Can't Newton's Third Law be proved from the other two?

Question

I've been thinking of this proof of the 3rd law from the 2nd law. The proof is as follows.
We have a compound object made of two smaller objects, each of mass km and m so that the total mass is (k+1)m. We have a force exerted on the mass and its overall acceleration is $$a = \frac{F}{(k+1)m}$$.

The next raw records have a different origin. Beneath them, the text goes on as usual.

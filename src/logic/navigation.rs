//! Navigation selection logic
//!
//! Pure functions for moving a selection through the dashboard menu,
//! listing rows and form fields, with wrapping at both ends.

/// Calculate the next selection index with wrapping
///
/// Advances the selection to the next item in the list. If at the end,
/// wraps around to the beginning. If no item is selected, selects the first item.
///
/// # Examples
/// ```
/// use admintui::logic::navigation::next_selection;
///
/// assert_eq!(next_selection(None, 0), None);
/// assert_eq!(next_selection(None, 3), Some(0));
/// assert_eq!(next_selection(Some(1), 3), Some(2));
/// assert_eq!(next_selection(Some(2), 3), Some(0));
/// ```
pub fn next_selection(current: Option<usize>, list_len: usize) -> Option<usize> {
    if list_len == 0 {
        return None;
    }

    Some(match current {
        Some(i) if i >= list_len - 1 => 0, // Wrap to start
        Some(i) => i + 1,
        None => 0,
    })
}

/// Calculate the previous selection index with wrapping
///
/// Moves the selection to the previous item in the list. If at the beginning,
/// wraps around to the end. If no item is selected, selects the last item.
/// A stale index past the end of a shrunken list lands on the last item.
///
/// # Examples
/// ```
/// use admintui::logic::navigation::prev_selection;
///
/// assert_eq!(prev_selection(None, 0), None);
/// assert_eq!(prev_selection(Some(2), 3), Some(1));
/// assert_eq!(prev_selection(Some(0), 3), Some(2));
/// assert_eq!(prev_selection(None, 3), Some(2));
/// ```
pub fn prev_selection(current: Option<usize>, list_len: usize) -> Option<usize> {
    if list_len == 0 {
        return None;
    }

    Some(match current {
        Some(0) | None => list_len - 1, // Wrap to end
        Some(i) if i > list_len => list_len - 1,
        Some(i) => i - 1,
    })
}

/// Keep a selection inside a list that may have changed length
pub fn clamp_selection(current: Option<usize>, list_len: usize) -> Option<usize> {
    if list_len == 0 {
        return None;
    }
    Some(current.unwrap_or(0).min(list_len - 1))
}

#[cfg(test)]
mod tests {
    use super::*;

    #[test]
    fn test_next_selection_empty_list() {
        assert_eq!(next_selection(None, 0), None);
        assert_eq!(next_selection(Some(0), 0), None);
    }

    #[test]
    fn test_next_selection_wrapping() {
        assert_eq!(next_selection(Some(10), 11), Some(0));
        assert_eq!(next_selection(Some(0), 1), Some(0));
    }

    #[test]
    fn test_prev_selection_wrapping() {
        assert_eq!(prev_selection(Some(0), 11), Some(10));
        assert_eq!(prev_selection(Some(0), 1), Some(0));
    }

    #[test]
    fn test_prev_selection_out_of_bounds() {
        assert_eq!(prev_selection(Some(10), 3), Some(2));
        assert_eq!(prev_selection(Some(3), 3), Some(2));
    }

    #[test]
    fn test_clamp_selection() {
        assert_eq!(clamp_selection(Some(7), 3), Some(2));
        assert_eq!(clamp_selection(None, 3), Some(0));
        assert_eq!(clamp_selection(Some(1), 0), None);
    }
}
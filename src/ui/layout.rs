use ratatui::layout::{Constraint, Direction, Flex, Layout, Rect};

use super::legend::{self, LegendContext};

/// Layout information for rendering
pub struct LayoutInfo {
    /// Top navigation bar area
    pub nav_area: Rect,
    /// Screen content area
    pub content_area: Rect,
    /// Hotkey legend area (full width)
    pub legend_area: Rect,
    /// Bottom status bar area
    pub status_area: Rect,
}

/// Calculate the screen layout for all UI components
pub fn calculate_layout(terminal_size: Rect, context: LegendContext) -> LayoutInfo {
    let legend_height = legend::calculate_legend_height(terminal_size.width, context);

    // Nav bar (top) + content + legend + status bar (bottom)
    let main_chunks = Layout::default()
        .direction(Direction::Vertical)
        .constraints([
            Constraint::Length(3),             // Nav bar (3 lines: top border, text, bottom border)
            Constraint::Min(3),                // Screen content
            Constraint::Length(legend_height), // Legend area (exact fit for wrapped content)
            Constraint::Length(3),             // Status bar
        ])
        .split(terminal_size);

    LayoutInfo {
        nav_area: main_chunks[0],
        content_area: main_chunks[1],
        legend_area: main_chunks[2],
        status_area: main_chunks[3],
    }
}

/// Rectangle of at most `width` x `height` centered in `area`
pub fn centered(area: Rect, width: u16, height: u16) -> Rect {
    let [row] = Layout::vertical([Constraint::Length(height.min(area.height))])
        .flex(Flex::Center)
        .areas(area);
    let [cell] = Layout::horizontal([Constraint::Length(width.min(area.width))])
        .flex(Flex::Center)
        .areas(row);
    cell
}

#[cfg(test)]
mod tests {
    use super::*;

    #[test]
    fn test_layout_fills_terminal() {
        let size = Rect::new(0, 0, 120, 40);
        let info = calculate_layout(size, LegendContext::Dashboard);
        assert_eq!(info.nav_area.height, 3);
        assert_eq!(info.status_area.height, 3);
        assert_eq!(info.status_area.y + 3, 40);
        assert_eq!(
            info.nav_area.height + info.content_area.height + info.legend_area.height + 3,
            40
        );
    }

    #[test]
    fn test_centered_clamps_to_area() {
        let area = Rect::new(0, 0, 20, 10);
        let rect = centered(area, 50, 4);
        assert_eq!(rect.width, 20);
        assert_eq!(rect.height, 4);
        assert_eq!(rect.y, 3);
    }
}
use ratatui::{
    layout::Rect,
    style::{Color, Style},
    text::{Line, Span},
    widgets::{Block, Borders, Paragraph, Wrap},
    Frame,
};

use admintui::api::Record;
use admintui::logic::formatting::{format_discount, format_price, format_schedule};

/// Label/value rows describing a fetched record
fn record_rows(record: &Record) -> Vec<(&'static str, String)> {
    let id = |id: &Option<String>| id.clone().unwrap_or_else(|| "-".to_string());
    let image = record.image_url().unwrap_or("-").to_string();

    match record {
        Record::Banner(banner) => vec![
            ("ID", id(&banner.id)),
            ("Title", banner.title.clone()),
            ("Title Detail", banner.title_detail.clone()),
            ("Redirect URL", banner.url_to_direct.clone()),
            ("Image", image),
        ],
        Record::Course(course) => vec![
            ("ID", id(&course.id)),
            ("Name", course.name.clone()),
            ("Description", course.description.clone()),
            ("Price", format_price(course.price)),
            ("Discount", format_discount(course.discount_percentage)),
            ("Tags", course.tags.join(", ")),
            ("Image", image),
        ],
        Record::Test(test) => vec![
            ("ID", id(&test.id)),
            ("Title", test.title.clone()),
            ("Type", test.test_type.clone()),
            ("Language", test.language.clone()),
            ("Price", format_price(test.price)),
            ("Discount", format_discount(test.discount_percentage)),
            (
                "Duration",
                test.duration_in_minutes
                    .map(|m| format!("{} min", m))
                    .unwrap_or_else(|| "-".to_string()),
            ),
            ("Starts", format_schedule(test.scheduled_start.as_deref())),
            ("Ends", format_schedule(test.scheduled_end.as_deref())),
            (
                "Course ID",
                test.course
                    .as_ref()
                    .and_then(|c| c.id.clone())
                    .unwrap_or_else(|| "-".to_string()),
            ),
        ],
    }
}

/// Render the summary card of a record found by ID
pub fn render_record_card(f: &mut Frame, area: Rect, title: &str, record: &Record) {
    let lines: Vec<Line> = record_rows(record)
        .into_iter()
        .map(|(label, value)| {
            Line::from(vec![
                Span::styled(format!("{:<14}", format!("{}:", label)), Style::default().fg(Color::Yellow)),
                Span::raw(value),
            ])
        })
        .collect();

    let card = Paragraph::new(lines)
        .block(Block::default().borders(Borders::ALL).title(title.to_string()))
        .style(Style::default().fg(Color::Gray))
        .wrap(Wrap { trim: false });

    f.render_widget(card, area);
}

#[cfg(test)]
mod tests {
    use super::*;
    use admintui::Entity;
    use serde_json::json;

    #[test]
    fn test_course_card_formats_money() {
        let record = Record::from_value(
            Entity::Course,
            json!({"id": 7, "name": "Rust", "price": 499, "discountPercentage": 10, "tags": ["a", "b"]}),
        )
        .unwrap();

        let rows = record_rows(&record);
        assert_eq!(rows[0], ("ID", "7".to_string()));
        assert!(rows.contains(&("Tags", "a, b".to_string())));
        let price = rows.iter().find(|(label, _)| *label == "Price").unwrap();
        assert_eq!(price.1, format_price(Some(499.0)));
    }

    #[test]
    fn test_test_card_shows_linked_course() {
        let record = Record::from_value(
            Entity::Test,
            json!({"id": "t1", "title": "Mock", "course": {"id": 3}, "durationInMinutes": 90}),
        )
        .unwrap();

        let rows = record_rows(&record);
        assert!(rows.contains(&("Course ID", "3".to_string())));
        assert!(rows.contains(&("Duration", "90 min".to_string())));
        assert!(rows.contains(&("Starts", "-".to_string())));
    }
}
use anyhow::Error;

use crate::api::ApiStatusError;

#[derive(Debug, Clone, PartialEq, Eq)]
pub enum ErrorType {
    ConnectionRefused,
    Timeout,
    NotFound,     // HTTP 404
    ClientError,  // other HTTP 4xx
    ServerError,  // HTTP 500+
    NetworkError, // DNS, routing, etc.
    Other,
}

/// Find the backend status error in the chain, if any
pub fn status_error(error: &Error) -> Option<&ApiStatusError> {
    error.chain().find_map(|e| e.downcast_ref::<ApiStatusError>())
}

/// HTTP status of the failed reply, if the failure came from the backend
pub fn http_status(error: &Error) -> Option<u16> {
    if let Some(status_err) = status_error(error) {
        return Some(status_err.status);
    }
    error
        .chain()
        .find_map(|e| e.downcast_ref::<reqwest::Error>())
        .and_then(|e| e.status())
        .map(|s| s.as_u16())
}

/// Classify an error based on its type and error chain
pub fn classify_error(error: &Error) -> ErrorType {
    if let Some(status) = http_status(error) {
        return match status {
            404 => ErrorType::NotFound,
            500..=599 => ErrorType::ServerError,
            _ => ErrorType::ClientError,
        };
    }

    let error_msg = format!("{:#}", error).to_lowercase();

    if error_msg.contains("connection refused") {
        return ErrorType::ConnectionRefused;
    }
    if error_msg.contains("timeout") || error_msg.contains("timed out") {
        return ErrorType::Timeout;
    }
    if error_msg.contains("dns") || error_msg.contains("network") || error_msg.contains("connect") {
        return ErrorType::NetworkError;
    }

    ErrorType::Other
}

pub fn is_not_found(error: &Error) -> bool {
    classify_error(error) == ErrorType::NotFound
}

/// Whether the request never got an HTTP reply
pub fn is_transport_error(error: &Error) -> bool {
    matches!(
        classify_error(error),
        ErrorType::ConnectionRefused | ErrorType::Timeout | ErrorType::NetworkError
    )
}

/// Format error message for tech-savvy audience - show raw error details
///
/// A backend reply contributes its body when it has one; otherwise the
/// deepest error in the chain is shown.
pub fn format_error_message(error: &Error) -> String {
    if let Some(status_err) = status_error(error) {
        if !status_err.body.trim().is_empty() {
            return status_err.body.trim().to_string();
        }
        return format!("{} {}", status_err.status, status_err.reason);
    }

    // Walk the error chain to find reqwest::Error (most informative for network errors)
    let mut current: Option<&dyn std::error::Error> = Some(error.as_ref());

    while let Some(err) = current {
        if let Some(reqwest_err) = err.downcast_ref::<reqwest::Error>() {
            return reqwest_err.to_string();
        }
        current = err.source();
    }

    // If no reqwest error found, walk the chain to get the deepest (root cause) error
    let mut source = error.source();
    let mut deepest = error.to_string();

    while let Some(err) = source {
        deepest = err.to_string();
        source = err.source();
    }

    deepest
}

/// "Error <status>: <reason>" for replies, the transport message otherwise
pub fn format_status_line(error: &Error) -> String {
    match status_error(error) {
        Some(status_err) => format!("Error {}: {}", status_err.status, status_err.reason),
        None => format_error_message(error),
    }
}

#[cfg(test)]
mod tests {
    use super::*;

    fn status(code: u16, reason: &str, body: &str) -> Error {
        ApiStatusError {
            status: code,
            reason: reason.to_string(),
            body: body.to_string(),
        }
        .into()
    }

    #[test]
    fn test_classify_not_found() {
        let err = status(404, "Not Found", "");
        assert_eq!(classify_error(&err), ErrorType::NotFound);
        assert!(is_not_found(&err));
    }

    #[test]
    fn test_classify_not_found_through_context() {
        let err = status(404, "Not Found", "").context("Failed to fetch banner");
        assert!(is_not_found(&err));
    }

    #[test]
    fn test_classify_server_error() {
        let err = status(503, "Service Unavailable", "");
        assert_eq!(classify_error(&err), ErrorType::ServerError);
    }

    #[test]
    fn test_classify_bad_request() {
        let err = status(400, "Bad Request", "title missing");
        assert_eq!(classify_error(&err), ErrorType::ClientError);
        assert!(!is_transport_error(&err));
    }

    #[test]
    fn test_classify_connection_refused() {
        let err = anyhow::anyhow!("connection refused (os error 111)");
        assert_eq!(classify_error(&err), ErrorType::ConnectionRefused);
        assert!(is_transport_error(&err));
    }

    #[test]
    fn test_classify_timeout() {
        let err = anyhow::anyhow!("request timed out");
        assert_eq!(classify_error(&err), ErrorType::Timeout);
    }

    #[test]
    fn test_classify_dns_error() {
        let err = anyhow::anyhow!("dns lookup failed");
        assert_eq!(classify_error(&err), ErrorType::NetworkError);
    }

    #[test]
    fn test_classify_other_error() {
        let err = anyhow::anyhow!("some random error");
        assert_eq!(classify_error(&err), ErrorType::Other);
    }

    #[test]
    fn test_format_prefers_reply_body() {
        let err = status(400, "Bad Request", "  Course not found  ");
        assert_eq!(format_error_message(&err), "Course not found");
    }

    #[test]
    fn test_format_falls_back_to_status() {
        let err = status(500, "Internal Server Error", "");
        assert_eq!(format_error_message(&err), "500 Internal Server Error");
    }

    #[test]
    fn test_format_shows_root_cause() {
        let inner = anyhow::anyhow!("tcp connect error");
        let outer = inner.context("Failed to fetch listing");
        assert_eq!(format_error_message(&outer), "tcp connect error");
    }

    #[test]
    fn test_status_line() {
        let err = status(403, "Forbidden", "nope");
        assert_eq!(format_status_line(&err), "Error 403: Forbidden");
    }
}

Now we take a look at the constituent particles. Each will have the same acceleration as the whole, a. For a particle of mass m, the resultant force required to obtain an acceleration of a will be $$a = \frac{F}{(k+1)m} \times m = \frac{F}{k+1}$$
To have this resultant force for mass m, the mass km must apply on it a force of
$$F_1 = F-\frac{F}{k+1} = \frac{Fk}{k+1}$$

Now let us consider the other mass km. For km to have an acceleration of $\frac{F}{(k+1)m}$ the force needed is $\frac{Fk}{k+1}$. This is the force that the mass m exerts on the mass km. As we can see, the two forces are equal and act in opposite directions.

Answer 1

In obtaining your first equation, you have used Newton's 3rd law implicitly, so your argument is circular.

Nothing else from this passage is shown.